═══ WORKING DATA
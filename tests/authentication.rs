//! Authentication ceremony scenarios
//!
//! A credential is registered through the real registration path, then
//! assertions are verified against it, each failure case mutating exactly
//! one thing.

use std::sync::Arc;

use passgate::storage::{
    CeremonyOptions, ChallengeStore, CredentialStore, InMemoryChallengeStore,
    InMemoryCredentialStore, InMemoryUserEntityStore, UserEntityStore,
};
use passgate::testing::authenticator::{ASSERTION_FLAGS, REGISTRATION_FLAGS};
use passgate::testing::constants::{TEST_ORIGIN, TEST_RP_ID};
use passgate::testing::SoftAuthenticator;
use passgate::webauthn::authenticator_data::flags;
use passgate::webauthn::types::{
    PublicKeyCredentialDescriptor, PublicKeyCredentialRequestOptions, RpEntity,
    UserVerificationRequirement,
};
use passgate::{
    AuthenticationRequest, Bytes, RegistrationRequest, RelyingPartyOperations, WebAuthnError,
};

struct Fixture {
    operations: RelyingPartyOperations,
    credentials: Arc<InMemoryCredentialStore>,
    authenticator: SoftAuthenticator,
    user_handle: Bytes,
}

/// Register the soft authenticator's credential and hand back everything an
/// assertion scenario needs.
fn registered_fixture() -> Fixture {
    let credentials = Arc::new(InMemoryCredentialStore::new());
    let users: Arc<dyn UserEntityStore> = Arc::new(InMemoryUserEntityStore::new());
    let operations = RelyingPartyOperations::new(
        RpEntity {
            id: TEST_RP_ID.to_string(),
            name: "Passgate Relying Party".to_string(),
        },
        vec![TEST_ORIGIN.to_string()],
        users,
        credentials.clone(),
    )
    .unwrap();

    let authenticator = SoftAuthenticator::new();
    let options = operations.start_registration("alice", "Alice").unwrap();
    let user_handle = options.user.id.clone();
    let credential = authenticator.attestation_response(
        TEST_RP_ID,
        TEST_ORIGIN,
        &options.challenge,
        REGISTRATION_FLAGS,
    );
    operations
        .register_credential(&RegistrationRequest {
            options,
            credential,
            label: "Phone".to_string(),
        })
        .unwrap();

    Fixture {
        operations,
        credentials,
        authenticator,
        user_handle,
    }
}

fn request_options(fixture: &Fixture) -> PublicKeyCredentialRequestOptions {
    fixture.operations.start_authentication(Some("alice")).unwrap()
}

fn assertion_request(
    fixture: &Fixture,
    options: PublicKeyCredentialRequestOptions,
    flag_bits: u8,
    sign_count: u32,
) -> AuthenticationRequest {
    let credential = fixture.authenticator.assertion_response(
        TEST_RP_ID,
        TEST_ORIGIN,
        &options.challenge,
        flag_bits,
        sign_count,
        None,
    );
    AuthenticationRequest {
        options,
        credential,
    }
}

#[test]
fn authenticates_a_valid_assertion() {
    let fixture = registered_fixture();
    let options = request_options(&fixture);
    assert_eq!(options.allow_credentials.len(), 1);

    let request = assertion_request(&fixture, options, ASSERTION_FLAGS, 1);
    let authenticated = fixture.operations.authenticate(&request).unwrap();

    assert_eq!(authenticated.user_handle, fixture.user_handle);
    assert_eq!(authenticated.sign_count, 1);

    let record = fixture
        .credentials
        .find_by_id(fixture.authenticator.credential_id())
        .unwrap();
    assert_eq!(record.sign_count, 1);
    assert_eq!(record.last_used, authenticated.authenticated_at);
}

#[test]
fn accepts_a_matching_user_handle() {
    let fixture = registered_fixture();
    let options = request_options(&fixture);
    let credential = fixture.authenticator.assertion_response(
        TEST_RP_ID,
        TEST_ORIGIN,
        &options.challenge,
        ASSERTION_FLAGS,
        1,
        Some(fixture.user_handle.clone()),
    );
    fixture
        .operations
        .authenticate(&AuthenticationRequest {
            options,
            credential,
        })
        .unwrap();
}

#[test]
fn rejects_a_foreign_user_handle() {
    let fixture = registered_fixture();
    let options = request_options(&fixture);
    let credential = fixture.authenticator.assertion_response(
        TEST_RP_ID,
        TEST_ORIGIN,
        &options.challenge,
        ASSERTION_FLAGS,
        1,
        Some(Bytes::from(&b"someone-else"[..])),
    );
    let err = fixture
        .operations
        .authenticate(&AuthenticationRequest {
            options,
            credential,
        })
        .unwrap_err();
    assert_eq!(err, WebAuthnError::UserHandleMismatch);
}

#[test]
fn rejects_a_credential_outside_the_allow_list() {
    let fixture = registered_fixture();
    let mut options = request_options(&fixture);
    options.allow_credentials = vec![PublicKeyCredentialDescriptor::new(
        Bytes::from(&b"some-other-credential"[..]),
        Vec::new(),
    )];

    let request = assertion_request(&fixture, options, ASSERTION_FLAGS, 1);
    let err = fixture.operations.authenticate(&request).unwrap_err();
    assert_eq!(err, WebAuthnError::CredentialNotAllowed);
}

#[test]
fn rejects_an_unknown_credential() {
    let fixture = registered_fixture();
    let mut options = request_options(&fixture);
    options.allow_credentials = Vec::new();

    let stranger = SoftAuthenticator::from_seed([0x77; 32], b"unregistered-credential-000000");
    let credential = stranger.assertion_response(
        TEST_RP_ID,
        TEST_ORIGIN,
        &options.challenge,
        ASSERTION_FLAGS,
        1,
        None,
    );
    let err = fixture
        .operations
        .authenticate(&AuthenticationRequest {
            options,
            credential,
        })
        .unwrap_err();
    assert_eq!(err, WebAuthnError::UnknownCredential);
}

#[test]
fn rejects_a_mismatched_challenge() {
    let fixture = registered_fixture();
    let options = request_options(&fixture);
    let credential = fixture.authenticator.assertion_response(
        TEST_RP_ID,
        TEST_ORIGIN,
        &Bytes::new(vec![0x99; 32]),
        ASSERTION_FLAGS,
        1,
        None,
    );
    let err = fixture
        .operations
        .authenticate(&AuthenticationRequest {
            options,
            credential,
        })
        .unwrap_err();
    assert_eq!(err, WebAuthnError::ChallengeMismatch);
}

#[test]
fn rejects_flag_faults() {
    let fixture = registered_fixture();

    let request = assertion_request(
        &fixture,
        request_options(&fixture),
        ASSERTION_FLAGS & !flags::UP,
        1,
    );
    assert_eq!(
        fixture.operations.authenticate(&request).unwrap_err(),
        WebAuthnError::UserPresenceMissing
    );

    let mut options = request_options(&fixture);
    options.user_verification = Some(UserVerificationRequirement::Required);
    let request = assertion_request(&fixture, options, ASSERTION_FLAGS & !flags::UV, 1);
    assert_eq!(
        fixture.operations.authenticate(&request).unwrap_err(),
        WebAuthnError::UserVerificationRequired
    );

    let request = assertion_request(
        &fixture,
        request_options(&fixture),
        ASSERTION_FLAGS | flags::BS,
        1,
    );
    assert_eq!(
        fixture.operations.authenticate(&request).unwrap_err(),
        WebAuthnError::InvalidFlagCombination
    );
}

#[test]
fn rejects_a_tampered_signature() {
    let fixture = registered_fixture();
    let options = request_options(&fixture);

    // Signed by a different key than the registered credential's.
    let imposter = SoftAuthenticator::from_seed([0x31; 32], b"soft-authenticator-credential-01");
    let credential = imposter.assertion_response(
        TEST_RP_ID,
        TEST_ORIGIN,
        &options.challenge,
        ASSERTION_FLAGS,
        1,
        None,
    );
    let err = fixture
        .operations
        .authenticate(&AuthenticationRequest {
            options,
            credential,
        })
        .unwrap_err();
    assert_eq!(err, WebAuthnError::BadSignature);
}

#[test]
fn rejects_a_counter_regression() {
    let fixture = registered_fixture();

    // Drive the stored counter to 5.
    let request = assertion_request(&fixture, request_options(&fixture), ASSERTION_FLAGS, 5);
    fixture.operations.authenticate(&request).unwrap();

    // A clone reporting 3 must be refused.
    let request = assertion_request(&fixture, request_options(&fixture), ASSERTION_FLAGS, 3);
    let err = fixture.operations.authenticate(&request).unwrap_err();
    assert_eq!(
        err,
        WebAuthnError::SignCountRegression {
            stored: 5,
            reported: 3
        }
    );

    // So must a replay of the current value.
    let request = assertion_request(&fixture, request_options(&fixture), ASSERTION_FLAGS, 5);
    assert!(matches!(
        fixture.operations.authenticate(&request).unwrap_err(),
        WebAuthnError::SignCountRegression { .. }
    ));
}

#[test]
fn counters_pinned_at_zero_are_accepted() {
    // An authenticator without a counter reports zero on both sides.
    let fixture = registered_fixture();

    let request = assertion_request(&fixture, request_options(&fixture), ASSERTION_FLAGS, 0);
    fixture.operations.authenticate(&request).unwrap();

    // Still zero on the next assertion; still accepted.
    let request = assertion_request(&fixture, request_options(&fixture), ASSERTION_FLAGS, 0);
    fixture.operations.authenticate(&request).unwrap();

    let record = fixture
        .credentials
        .find_by_id(fixture.authenticator.credential_id())
        .unwrap();
    assert_eq!(record.sign_count, 0);
}

#[test]
fn successive_authentications_never_decrease_the_counter() {
    let fixture = registered_fixture();
    let mut previous = 0;
    for count in [1u32, 2, 7, 100] {
        let request =
            assertion_request(&fixture, request_options(&fixture), ASSERTION_FLAGS, count);
        let authenticated = fixture.operations.authenticate(&request).unwrap();
        assert!(authenticated.sign_count >= previous);
        previous = authenticated.sign_count;
    }
}

#[test]
fn assertion_updates_backup_state() {
    let fixture = registered_fixture();
    let request = assertion_request(
        &fixture,
        request_options(&fixture),
        ASSERTION_FLAGS | flags::BE | flags::BS,
        1,
    );
    fixture.operations.authenticate(&request).unwrap();

    let record = fixture
        .credentials
        .find_by_id(fixture.authenticator.credential_id())
        .unwrap();
    assert!(record.backup_state);
}

#[test]
fn a_challenge_is_usable_at_most_once() {
    let fixture = registered_fixture();
    let store = InMemoryChallengeStore::new();
    let options = request_options(&fixture);
    store.save("session-1", CeremonyOptions::Request(options));

    // First assertion consumes the pending ceremony.
    let Some(CeremonyOptions::Request(options)) = store.load_and_consume("session-1") else {
        panic!("expected pending request options");
    };
    let request = assertion_request(&fixture, options, ASSERTION_FLAGS, 1);
    fixture.operations.authenticate(&request).unwrap();

    // A replay finds no challenge, whatever the verifier would have said.
    assert!(store.load_and_consume("session-1").is_none());
}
══════
* **ACTION ITEM**
Having output the line that contains "let authenticator = SoftAuthenticator::new();", stop. Every line before it, back to the first line of the data, must be reproduced exactly.

* **SOLUTION TO THIS PROBLEM**
filename tests/authentication.rs
//! Authentication ceremony scenarios
//!
//! A credential is registered through the real registration path, then
//! assertions are verified against it, each failure case mutating exactly
//! one thing.

use std::sync::Arc;

use passgate::storage::{
    CeremonyOptions, ChallengeStore, CredentialStore, InMemoryChallengeStore,
    InMemoryCredentialStore, InMemoryUserEntityStore, UserEntityStore,
};
use passgate::testing::authenticator::{ASSERTION_FLAGS, REGISTRATION_FLAGS};
use passgate::testing::constants::{TEST_ORIGIN, TEST_RP_ID};
use passgate::testing::SoftAuthenticator;
use passgate::webauthn::authenticator_data::flags;
use passgate::webauthn::types::{
    PublicKeyCredentialDescriptor, PublicKeyCredentialRequestOptions, RpEntity,
    UserVerificationRequirement,
};
use passgate::{
    AuthenticationRequest, Bytes, RegistrationRequest, RelyingPartyOperations, WebAuthnError,
};

struct Fixture {
    operations: RelyingPartyOperations,
    credentials: Arc<InMemoryCredentialStore>,
    authenticator: SoftAuthenticator,
    user_handle: Bytes,
}

/// Register the soft authenticator's credential and hand back everything an
/// assertion scenario needs.
fn registered_fixture() -> Fixture {
    let credentials = Arc::new(InMemoryCredentialStore::new());
    let users: Arc<dyn UserEntityStore> = Arc::new(InMemoryUserEntityStore::new());
    let operations = RelyingPartyOperations::new(
        RpEntity {
            id: TEST_RP_ID.to_string(),
            name: "Passgate Relying Party".to_string(),
        },
        vec![TEST_ORIGIN.to_string()],
        users,
        credentials.clone(),
    )
    .unwrap();

    let authenticator = SoftAuthenticator::new();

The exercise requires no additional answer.